‘Our New Cruisers” was how the U.S. Naval Institute announced the news in 1883. The ten-year-old organization had been founded by a group of naval officers concerned about the stagnant state of the Navy. But now the service was taking a huge leap forward by building its first modern, steel ships—three cruisers (the Atlanta, Boston, and Chicago) and a dispatch vessel (the Dolphin).
The Institute’s Proceedings recognized the momentous occasion with a special issue whose sole article was written by a participant in the nautical resurgence: Assistant Naval Constructor Francis T. Bowles. An 1879 graduate of the U.S. Naval Academy who’d earned an advanced degree from Britain’s Royal Naval College, the young officer served as secretary of the advisory board responsible for the new shipbuilding plan and is often credited with designing the Atlanta and Boston.
Bowles’ in-depth examination of what became known as the “ABC cruisers” was complemented by numerous foldout drawings that profiled the ships down to their boilers. Also included were charts of other navies’ 1883–84 “Ships of War Building,” which highlighted how far along they were in constructing modern armored vessels. During the previous 17 years of tight budgets and unimaginative leadership, the U.S. Navy generally had made do with wooden ships that mainly relied on sail power.
In an appeal to maintain the shipbuilding momentum, Bowles wrote: “There is no doubt that by adding to our navy more of the classes of cruisers just laid down . . . we shall supply the most pressing need of the department; but it should not be forgotten that in order to take rank as a naval power, or to hold the sea against a naval power of fourth rank, for instance one of the South American governments, we must have armored seagoing vessels.”
Cruisers, therefore, heralded the advent of the modern U.S. Navy, and they’ve been workhorses ever since. Norman Friedman’s cover story, “The Fleet’s Ambiguous, Versatile Warships,” chronologically examines the ship type from a mission-centric perspective. The author explains how the early Steel Navy cruisers inherited from their Age-of-Sail antecedents, frigates, the key roles of attacking merchant shipping and battle-fleet scouting. Bigger, more powerful cruisers could fight alongside battleships, and with the onset of the Pacific war the ships acquired the mission of protecting carriers from air attack.

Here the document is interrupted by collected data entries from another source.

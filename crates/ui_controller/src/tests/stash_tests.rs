use super::*;

#[test]
fn memory_stash_set_get_remove() {
    let mut stash = MemoryStash::new();
    assert_eq!(stash.get("taskToDecompose"), None);

    stash.set("taskToDecompose", "Clean garage").expect("set");
    assert_eq!(stash.get("taskToDecompose").as_deref(), Some("Clean garage"));
    assert_eq!(stash.len(), 1);

    stash.remove("taskToDecompose").expect("remove");
    assert!(stash.is_empty());
}

#[test]
fn file_stash_survives_a_new_handle() {
    let dir = tempfile::tempdir().expect("tempdir");
    let path = dir.path().join("nested").join("stash.json");

    let mut writer = FileStash::new(&path);
    writer.set("taskToDecompose", "File taxes").expect("set");
    assert!(path.exists());

    let reader = FileStash::new(&path);
    assert_eq!(reader.get("taskToDecompose").as_deref(), Some("File taxes"));
}

#[test]
fn file_stash_removes_file_when_last_entry_is_cleared() {
    let dir = tempfile::tempdir().expect("tempdir");
    let path = dir.path().join("stash.json");

    let mut stash = FileStash::new(&path);
    stash.set("taskToDecompose", "Book dentist").expect("set");
    stash.remove("taskToDecompose").expect("remove");

    assert!(!path.exists());
    assert_eq!(stash.get("taskToDecompose"), None);
    stash.remove("taskToDecompose").expect("second remove is a no-op");
}

#[test]
fn file_stash_treats_corrupt_file_as_empty_and_overwrites_it() {
    let dir = tempfile::tempdir().expect("tempdir");
    let path = dir.path().join("stash.json");
    std::fs::write(&path, "{not json").expect("write");

    let mut stash = FileStash::new(&path);
    assert_eq!(stash.get("taskToDecompose"), None);

    stash.set("taskToDecompose", "Water plants").expect("set");
    assert_eq!(stash.get("taskToDecompose").as_deref(), Some("Water plants"));
}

Roger Barr next describes just how durable a Baltimore-class heavy cruiser could be in “The Pittsburgh’s Typhoon Battle.” Barr’s father was belowdecks in the forward part of the cruiser closing hatches and doors when Mother Nature inflicted the ship’s grievous wound. The shipfitter avoided being swept to sea by mere seconds.
The author of this issue’s third cruiser article, Ensign Richard Belt, enlisted in the Navy in 1937 and later entered the U.S. Naval Academy via a fleet appointment, graduating in the accelerated class of 1943. Several months later during the Allied invasion of French North Africa, he was on board the Augusta helping control the heavy cruiser’s gunfire.
Fortunately for posterity, Belt kept a personal journal during the operation that his daughter, Nancy Belt Wilson, submitted to Naval History last year shortly after her father passed away. An edited version of the previously unpublished journal appears here as “On Board the ‘Augie’ at Casablanca.” Captain Belt retired from the Navy in 1972 after duty that included service in submarines and destroyers, as well as the Augusta, and on the staff of the chief of Naval Operations.